Para alejar esa nefasta opción y
poder seguir adelante, Olga emprendió un insistente reclamo de justicia junto a
las mujeres de los otros marineros. No sólo querían los cuerpos de sus hijos y
esposos; también buscaban subsidios hasta tanto ellas pudiesen sostener
económicamente a las familias. Los intentos fueron diversos, aunque los
resultados uniformes. Ni Menem, ni Solá,
ni De la Rúa ni los Kirchner hicieron nada, según dijo, para reparar los
irreparables daños. El Somu, como gremio representante de los marineros,
“tampoco estuvo presente”. “Me atendieron una sola vez y en una escalera”,
revela enojada, agradeciendo en contraposición a la conducción del Soip “que
desinteresadamente nos ayudó hasta con útiles escolares”.

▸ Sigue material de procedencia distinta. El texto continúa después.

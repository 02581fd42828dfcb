use crate::domain::models::Profile;
use crate::infrastructure::error::InfraError;
use chrono::Utc;
use rusqlite::{Connection, OptionalExtension, params};
use std::path::{Path, PathBuf};
use std::sync::Mutex;

/// Durable copy of the locally owned profile, restored on start.
pub trait ProfileRepository: Send + Sync {
    fn load(&self) -> Result<Option<Profile>, InfraError>;
    fn save(&self, profile: &Profile) -> Result<(), InfraError>;
    fn clear(&self) -> Result<(), InfraError>;
}

#[derive(Debug, Clone)]
pub struct SqliteProfileRepository {
    db_path: PathBuf,
}

impl SqliteProfileRepository {
    pub fn new(db_path: impl AsRef<Path>) -> Self {
        Self {
            db_path: db_path.as_ref().to_path_buf(),
        }
    }

    fn connect(&self) -> Result<Connection, InfraError> {
        Connection::open(&self.db_path).map_err(InfraError::from)
    }
}

impl ProfileRepository for SqliteProfileRepository {
    fn load(&self) -> Result<Option<Profile>, InfraError> {
        let connection = self.connect()?;
        let payload: Option<String> = connection
            .query_row("SELECT payload FROM local_profile WHERE id = 1", [], |row| {
                row.get(0)
            })
            .optional()?;

        let Some(payload) = payload else {
            return Ok(None);
        };

        let profile = serde_json::from_str::<Profile>(&payload).map_err(|error| {
            InfraError::InvalidConfig(format!("invalid local_profile.payload: {error}"))
        })?;
        Ok(Some(profile))
    }

    fn save(&self, profile: &Profile) -> Result<(), InfraError> {
        let connection = self.connect()?;
        let payload = serde_json::to_string(profile)?;
        connection.execute(
            "INSERT INTO local_profile (id, payload, updated_at, saved_at)
             VALUES (1, ?1, ?2, ?3)
             ON CONFLICT(id) DO UPDATE SET
               payload = excluded.payload,
               updated_at = excluded.updated_at,
               saved_at = excluded.saved_at",
            params![
                payload,
                profile.updated_at.map(|value| value.to_rfc3339()),
                Utc::now().to_rfc3339()
            ],
        )?;
        Ok(())
    }

    fn clear(&self) -> Result<(), InfraError> {
        let connection = self.connect()?;
        connection.execute("DELETE FROM local_profile WHERE id = 1", [])?;
        Ok(())
    }
}

#[derive(Debug, Default)]
pub struct InMemoryProfileRepository {
    profile: Mutex<Option<Profile>>,
}

impl ProfileRepository for InMemoryProfileRepository {
    fn load(&self) -> Result<Option<Profile>, InfraError> {
        let profile = self
            .profile
            .lock()
            .map_err(|error| InfraError::InvalidConfig(format!("profile repository lock poisoned: {error}")))?;
        Ok(profile.clone())
    }

    fn save(&self, profile: &Profile) -> Result<(), InfraError> {
        let mut stored = self
            .profile
            .lock()
            .map_err(|error| InfraError::InvalidConfig(format!("profile repository lock poisoned: {error}")))?;
        *stored = Some(profile.clone());
        Ok(())
    }

    fn clear(&self) -> Result<(), InfraError> {
        let mut stored = self
            .profile
            .lock()
            .map_err(|error| InfraError::InvalidConfig(format!("profile repository lock poisoned: {error}")))?;
        *stored = None;
        Ok(())
    }
}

Actualmente, y como únicas
demostraciones de memoria a la (¿evitable?) tragedia del ´90, una calle del
puerto lleva el nombre de ambas embarcaciones, y en una de las paredes de la
biblioteca de la Escuela de Pesca cuelga una placa en conmemoración de los 16
marineros fallecidos. Además, cada 17 de abril, en la capilla de la Base Naval,
una misa recuerda lo ocurrido y bendice el futuro de los familiares de estos
marineros.
La historia del naufragio, del Loco
Pata, de Olga y de muchas otras mujeres y hombres ligados al trágico desenlace
del Amapola y el Angelito no volvió nunca más a ser noticia, porque no tuvo,
como la regla indica, una novedad sustancial que la regresase a una tapa de
matutino. A casi 22 años de lo ocurrido, puede que el hecho alcance a formar
parte de alguna que otra efemérides popular y portuaria. Pero, lamentablemente,
no más que eso.
En este tema hay mucho de que hablar,y muchas veces,no se habla porque se hieren susceptibilidades.Siempre se acude a Prefectura como eterno ''cabeza de turco'',pero hay responsabilidades compartidas entre la autoridad portuaria,los armadores y los propios capitanes de las embarcaciones.¿Porque?...Por el ''vil metal''...Nadie quiere perder un día de trabajo en el agua,yo he visto salir a toda máquina a muchos barcos,minutos antes que Prefectura decrete el cierre del puerto,bajo la responsabilidad única del Capitán(...Vamos muchachos ,larguen los cabos que a las 18 cierran el puerto...!!!!),he escuchado decir a reconocidos patrones que no se puede decir que no conocen los riesgos de salir a enfrentar el temporal.Quizá apurados por los armadores que no quieren poner la hora de salida para otro momento más propicio,por no tener que hacer el despacho otra vez,o qué se yo porqué.Repito que la responsabilidad es compartida,sobre todo por los que manejan el negocio y los patrones.Y siempre cuando pasan las desgracias,esa responsabilidad se diluye y se le echa la culpa al mar,al viento o a la Prefectura que no impidio la zarpada de los barcos.Cada uno debe hacerse responsable de lo que le toca,no se puede seguir jugando con la vida de la gente para traer un par de cajones más a puerto.He navegado años en la banquina chica y sé de que hablo.